Collected data entries
= = = = =
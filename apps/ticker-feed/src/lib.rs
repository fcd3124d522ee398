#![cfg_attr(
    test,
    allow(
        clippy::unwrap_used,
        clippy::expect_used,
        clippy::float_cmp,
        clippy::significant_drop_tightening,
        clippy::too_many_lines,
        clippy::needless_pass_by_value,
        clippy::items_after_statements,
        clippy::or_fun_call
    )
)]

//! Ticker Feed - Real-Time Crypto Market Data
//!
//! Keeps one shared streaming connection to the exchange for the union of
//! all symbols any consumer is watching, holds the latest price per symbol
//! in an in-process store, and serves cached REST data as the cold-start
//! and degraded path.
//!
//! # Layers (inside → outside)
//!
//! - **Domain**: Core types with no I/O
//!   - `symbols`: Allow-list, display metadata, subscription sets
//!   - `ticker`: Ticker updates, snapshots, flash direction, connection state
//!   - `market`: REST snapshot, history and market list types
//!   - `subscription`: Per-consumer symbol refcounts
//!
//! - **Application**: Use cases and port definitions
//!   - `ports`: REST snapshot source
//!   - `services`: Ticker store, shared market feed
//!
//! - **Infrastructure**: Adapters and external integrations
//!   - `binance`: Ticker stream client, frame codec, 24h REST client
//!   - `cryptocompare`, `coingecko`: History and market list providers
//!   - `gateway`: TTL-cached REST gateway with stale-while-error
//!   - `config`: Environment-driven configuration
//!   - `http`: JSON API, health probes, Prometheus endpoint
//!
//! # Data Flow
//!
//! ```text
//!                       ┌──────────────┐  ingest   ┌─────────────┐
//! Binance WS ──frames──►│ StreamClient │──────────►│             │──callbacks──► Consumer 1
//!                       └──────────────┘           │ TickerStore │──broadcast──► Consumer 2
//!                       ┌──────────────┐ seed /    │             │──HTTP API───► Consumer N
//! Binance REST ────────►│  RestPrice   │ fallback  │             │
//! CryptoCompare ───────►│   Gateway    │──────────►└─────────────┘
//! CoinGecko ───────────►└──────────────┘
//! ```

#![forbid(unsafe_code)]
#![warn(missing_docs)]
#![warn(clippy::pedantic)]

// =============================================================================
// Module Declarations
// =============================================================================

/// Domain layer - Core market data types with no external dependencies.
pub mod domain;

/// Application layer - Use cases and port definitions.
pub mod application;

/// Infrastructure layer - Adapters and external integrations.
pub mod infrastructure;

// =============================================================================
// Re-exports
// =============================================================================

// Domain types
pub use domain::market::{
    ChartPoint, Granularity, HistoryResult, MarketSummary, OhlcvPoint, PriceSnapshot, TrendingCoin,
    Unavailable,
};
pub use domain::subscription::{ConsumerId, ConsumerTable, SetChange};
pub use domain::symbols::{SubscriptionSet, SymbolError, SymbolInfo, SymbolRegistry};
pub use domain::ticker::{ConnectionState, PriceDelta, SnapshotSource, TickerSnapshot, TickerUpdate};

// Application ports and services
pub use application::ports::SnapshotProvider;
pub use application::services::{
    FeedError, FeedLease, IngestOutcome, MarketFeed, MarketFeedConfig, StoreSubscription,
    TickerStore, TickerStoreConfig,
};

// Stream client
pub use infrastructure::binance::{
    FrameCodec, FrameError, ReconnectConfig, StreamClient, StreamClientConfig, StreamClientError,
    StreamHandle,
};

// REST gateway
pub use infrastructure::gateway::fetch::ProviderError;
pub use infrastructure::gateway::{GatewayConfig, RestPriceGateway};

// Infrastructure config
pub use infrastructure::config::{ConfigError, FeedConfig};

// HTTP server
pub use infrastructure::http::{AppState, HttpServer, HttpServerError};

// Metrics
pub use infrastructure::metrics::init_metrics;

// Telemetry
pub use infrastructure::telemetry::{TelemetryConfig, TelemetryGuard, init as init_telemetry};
= = = = =
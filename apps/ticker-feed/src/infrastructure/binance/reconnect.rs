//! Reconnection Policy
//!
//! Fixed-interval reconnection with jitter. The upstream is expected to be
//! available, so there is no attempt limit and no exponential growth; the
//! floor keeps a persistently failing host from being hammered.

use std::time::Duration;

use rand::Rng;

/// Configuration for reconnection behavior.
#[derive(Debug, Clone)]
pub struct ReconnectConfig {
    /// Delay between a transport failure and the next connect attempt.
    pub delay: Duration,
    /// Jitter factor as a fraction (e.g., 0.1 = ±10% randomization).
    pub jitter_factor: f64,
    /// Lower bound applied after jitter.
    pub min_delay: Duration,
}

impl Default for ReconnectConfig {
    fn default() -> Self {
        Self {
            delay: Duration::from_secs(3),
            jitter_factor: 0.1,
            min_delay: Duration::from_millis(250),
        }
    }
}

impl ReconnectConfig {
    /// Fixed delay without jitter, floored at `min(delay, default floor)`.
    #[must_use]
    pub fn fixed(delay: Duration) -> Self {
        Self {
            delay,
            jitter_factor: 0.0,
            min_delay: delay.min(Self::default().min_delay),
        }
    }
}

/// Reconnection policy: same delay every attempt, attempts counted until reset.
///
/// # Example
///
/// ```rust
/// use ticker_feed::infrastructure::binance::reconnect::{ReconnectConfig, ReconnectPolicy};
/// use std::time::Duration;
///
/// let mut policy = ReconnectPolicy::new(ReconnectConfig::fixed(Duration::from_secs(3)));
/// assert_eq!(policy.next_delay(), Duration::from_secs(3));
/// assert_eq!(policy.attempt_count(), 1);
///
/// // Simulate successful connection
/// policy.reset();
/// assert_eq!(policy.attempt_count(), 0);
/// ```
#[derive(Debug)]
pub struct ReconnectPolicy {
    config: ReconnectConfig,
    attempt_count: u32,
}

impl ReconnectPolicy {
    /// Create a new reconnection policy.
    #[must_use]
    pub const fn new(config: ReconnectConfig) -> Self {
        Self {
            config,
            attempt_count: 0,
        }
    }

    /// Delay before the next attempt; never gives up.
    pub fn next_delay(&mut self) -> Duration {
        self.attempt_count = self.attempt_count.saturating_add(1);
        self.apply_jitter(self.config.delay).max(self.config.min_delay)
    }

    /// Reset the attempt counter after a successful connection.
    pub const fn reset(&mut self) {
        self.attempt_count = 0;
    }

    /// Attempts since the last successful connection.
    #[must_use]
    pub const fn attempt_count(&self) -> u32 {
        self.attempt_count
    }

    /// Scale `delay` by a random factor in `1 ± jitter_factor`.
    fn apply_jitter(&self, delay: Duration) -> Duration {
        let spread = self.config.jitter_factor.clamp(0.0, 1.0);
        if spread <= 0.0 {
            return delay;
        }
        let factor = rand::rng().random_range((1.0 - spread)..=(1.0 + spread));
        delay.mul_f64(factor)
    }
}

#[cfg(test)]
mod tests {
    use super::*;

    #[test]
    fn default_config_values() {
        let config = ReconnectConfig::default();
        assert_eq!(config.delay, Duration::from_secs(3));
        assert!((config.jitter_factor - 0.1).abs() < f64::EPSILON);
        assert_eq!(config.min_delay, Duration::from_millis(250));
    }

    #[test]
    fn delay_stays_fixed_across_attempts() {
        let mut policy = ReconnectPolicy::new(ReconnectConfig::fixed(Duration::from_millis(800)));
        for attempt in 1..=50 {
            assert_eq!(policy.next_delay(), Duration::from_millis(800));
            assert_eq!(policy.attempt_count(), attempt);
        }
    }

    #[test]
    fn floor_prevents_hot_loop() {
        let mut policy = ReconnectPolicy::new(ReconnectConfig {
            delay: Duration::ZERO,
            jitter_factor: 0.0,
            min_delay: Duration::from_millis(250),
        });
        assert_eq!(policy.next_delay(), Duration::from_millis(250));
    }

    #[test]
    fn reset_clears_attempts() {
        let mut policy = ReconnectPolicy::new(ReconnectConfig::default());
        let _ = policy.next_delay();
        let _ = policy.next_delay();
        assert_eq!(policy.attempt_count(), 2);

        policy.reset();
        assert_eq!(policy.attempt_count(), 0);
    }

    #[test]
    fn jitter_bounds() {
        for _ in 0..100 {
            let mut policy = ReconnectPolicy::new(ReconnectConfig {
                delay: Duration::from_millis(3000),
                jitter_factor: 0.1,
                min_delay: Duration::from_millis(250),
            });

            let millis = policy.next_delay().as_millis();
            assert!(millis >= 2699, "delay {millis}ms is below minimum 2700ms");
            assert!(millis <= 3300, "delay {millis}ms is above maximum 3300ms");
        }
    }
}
= = = = =
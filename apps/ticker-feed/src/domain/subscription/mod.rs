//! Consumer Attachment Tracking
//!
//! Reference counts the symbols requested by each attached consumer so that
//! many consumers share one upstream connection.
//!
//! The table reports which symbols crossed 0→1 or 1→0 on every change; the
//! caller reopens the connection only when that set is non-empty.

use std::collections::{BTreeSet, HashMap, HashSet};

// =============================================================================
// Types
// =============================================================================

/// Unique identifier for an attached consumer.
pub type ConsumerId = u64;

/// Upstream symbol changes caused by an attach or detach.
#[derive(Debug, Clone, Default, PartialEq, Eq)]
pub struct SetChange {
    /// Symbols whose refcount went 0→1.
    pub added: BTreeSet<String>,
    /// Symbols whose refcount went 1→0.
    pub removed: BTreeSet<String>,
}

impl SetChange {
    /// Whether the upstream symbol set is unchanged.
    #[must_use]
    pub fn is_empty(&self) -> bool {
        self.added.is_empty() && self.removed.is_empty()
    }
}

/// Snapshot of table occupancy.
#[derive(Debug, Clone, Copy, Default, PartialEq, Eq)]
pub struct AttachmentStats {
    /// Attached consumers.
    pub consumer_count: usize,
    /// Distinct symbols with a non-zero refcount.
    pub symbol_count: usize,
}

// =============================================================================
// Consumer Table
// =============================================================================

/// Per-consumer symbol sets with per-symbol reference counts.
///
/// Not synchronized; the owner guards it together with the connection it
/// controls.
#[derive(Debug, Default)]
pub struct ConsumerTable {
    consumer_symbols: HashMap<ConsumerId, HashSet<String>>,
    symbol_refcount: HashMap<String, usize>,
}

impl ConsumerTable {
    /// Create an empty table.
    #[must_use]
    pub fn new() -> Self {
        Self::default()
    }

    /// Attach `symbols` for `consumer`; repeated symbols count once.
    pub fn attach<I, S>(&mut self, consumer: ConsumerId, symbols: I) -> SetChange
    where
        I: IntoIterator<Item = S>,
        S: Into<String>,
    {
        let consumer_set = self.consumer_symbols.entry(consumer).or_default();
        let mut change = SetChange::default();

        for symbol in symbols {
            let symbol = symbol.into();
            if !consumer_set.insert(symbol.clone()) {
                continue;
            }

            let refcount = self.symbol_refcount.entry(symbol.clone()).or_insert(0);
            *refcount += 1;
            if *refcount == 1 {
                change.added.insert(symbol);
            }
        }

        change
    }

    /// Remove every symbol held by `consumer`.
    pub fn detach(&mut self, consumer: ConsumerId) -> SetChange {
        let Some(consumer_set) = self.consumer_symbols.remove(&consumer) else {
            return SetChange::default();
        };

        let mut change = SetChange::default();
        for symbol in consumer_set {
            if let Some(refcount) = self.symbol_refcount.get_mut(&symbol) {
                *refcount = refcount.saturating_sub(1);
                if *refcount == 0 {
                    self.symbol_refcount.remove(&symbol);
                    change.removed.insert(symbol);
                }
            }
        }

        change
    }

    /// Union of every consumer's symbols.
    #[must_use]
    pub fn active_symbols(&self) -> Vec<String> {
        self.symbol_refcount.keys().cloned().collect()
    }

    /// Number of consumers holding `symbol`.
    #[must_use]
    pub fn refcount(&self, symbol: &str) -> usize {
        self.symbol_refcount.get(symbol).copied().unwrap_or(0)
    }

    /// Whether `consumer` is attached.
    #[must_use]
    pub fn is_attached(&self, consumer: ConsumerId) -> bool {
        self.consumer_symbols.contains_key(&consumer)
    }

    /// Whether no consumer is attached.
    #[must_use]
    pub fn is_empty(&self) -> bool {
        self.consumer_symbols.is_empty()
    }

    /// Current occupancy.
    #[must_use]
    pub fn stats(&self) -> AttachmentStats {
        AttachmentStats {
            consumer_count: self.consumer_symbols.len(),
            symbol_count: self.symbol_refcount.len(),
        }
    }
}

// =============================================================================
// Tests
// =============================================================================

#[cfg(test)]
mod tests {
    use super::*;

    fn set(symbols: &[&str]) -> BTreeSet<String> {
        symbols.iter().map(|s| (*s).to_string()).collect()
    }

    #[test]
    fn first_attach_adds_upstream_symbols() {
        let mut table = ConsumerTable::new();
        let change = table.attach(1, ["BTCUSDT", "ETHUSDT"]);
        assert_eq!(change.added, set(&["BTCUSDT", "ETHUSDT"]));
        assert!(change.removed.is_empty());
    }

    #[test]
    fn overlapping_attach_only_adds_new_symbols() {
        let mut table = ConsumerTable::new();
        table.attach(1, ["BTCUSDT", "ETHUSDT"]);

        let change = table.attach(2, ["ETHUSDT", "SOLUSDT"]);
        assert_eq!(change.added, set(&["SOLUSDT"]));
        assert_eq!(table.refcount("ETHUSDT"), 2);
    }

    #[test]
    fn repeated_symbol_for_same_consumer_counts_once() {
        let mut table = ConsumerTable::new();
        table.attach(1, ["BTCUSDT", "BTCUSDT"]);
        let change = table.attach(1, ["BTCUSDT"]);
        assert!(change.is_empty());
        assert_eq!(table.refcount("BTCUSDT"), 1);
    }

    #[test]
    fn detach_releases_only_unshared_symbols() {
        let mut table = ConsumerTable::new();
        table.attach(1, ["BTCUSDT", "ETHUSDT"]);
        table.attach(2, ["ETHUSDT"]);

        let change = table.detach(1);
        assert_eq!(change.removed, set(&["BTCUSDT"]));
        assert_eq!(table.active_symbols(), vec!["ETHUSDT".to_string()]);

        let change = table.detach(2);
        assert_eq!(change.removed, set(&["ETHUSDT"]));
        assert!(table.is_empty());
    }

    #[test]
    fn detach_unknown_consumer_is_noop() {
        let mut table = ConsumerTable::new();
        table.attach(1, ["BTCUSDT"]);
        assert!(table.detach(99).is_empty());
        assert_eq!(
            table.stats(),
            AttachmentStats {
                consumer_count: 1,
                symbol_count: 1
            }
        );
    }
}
= = = = =
Exercise brief
Among the records above, extract exactly the lines from the line with "if *refcount == 1" to the line with "pub fn refcount(&self, symbol: &str)", both lines included, and leave out the rest.

Exercise result
            if *refcount == 1 {
                change.added.insert(symbol);
            }
        }

        change
    }

    /// Remove every symbol held by `consumer`.
    pub fn detach(&mut self, consumer: ConsumerId) -> SetChange {
        let Some(consumer_set) = self.consumer_symbols.remove(&consumer) else {
            return SetChange::default();
        };

        let mut change = SetChange::default();
        for symbol in consumer_set {
            if let Some(refcount) = self.symbol_refcount.get_mut(&symbol) {
                *refcount = refcount.saturating_sub(1);
                if *refcount == 0 {
                    self.symbol_refcount.remove(&symbol);
                    change.removed.insert(symbol);
                }
            }
        }

        change
    }

    /// Union of every consumer's symbols.
    #[must_use]
    pub fn active_symbols(&self) -> Vec<String> {
        self.symbol_refcount.keys().cloned().collect()
    }

    /// Number of consumers holding `symbol`.
    #[must_use]
    pub fn refcount(&self, symbol: &str) -> usize {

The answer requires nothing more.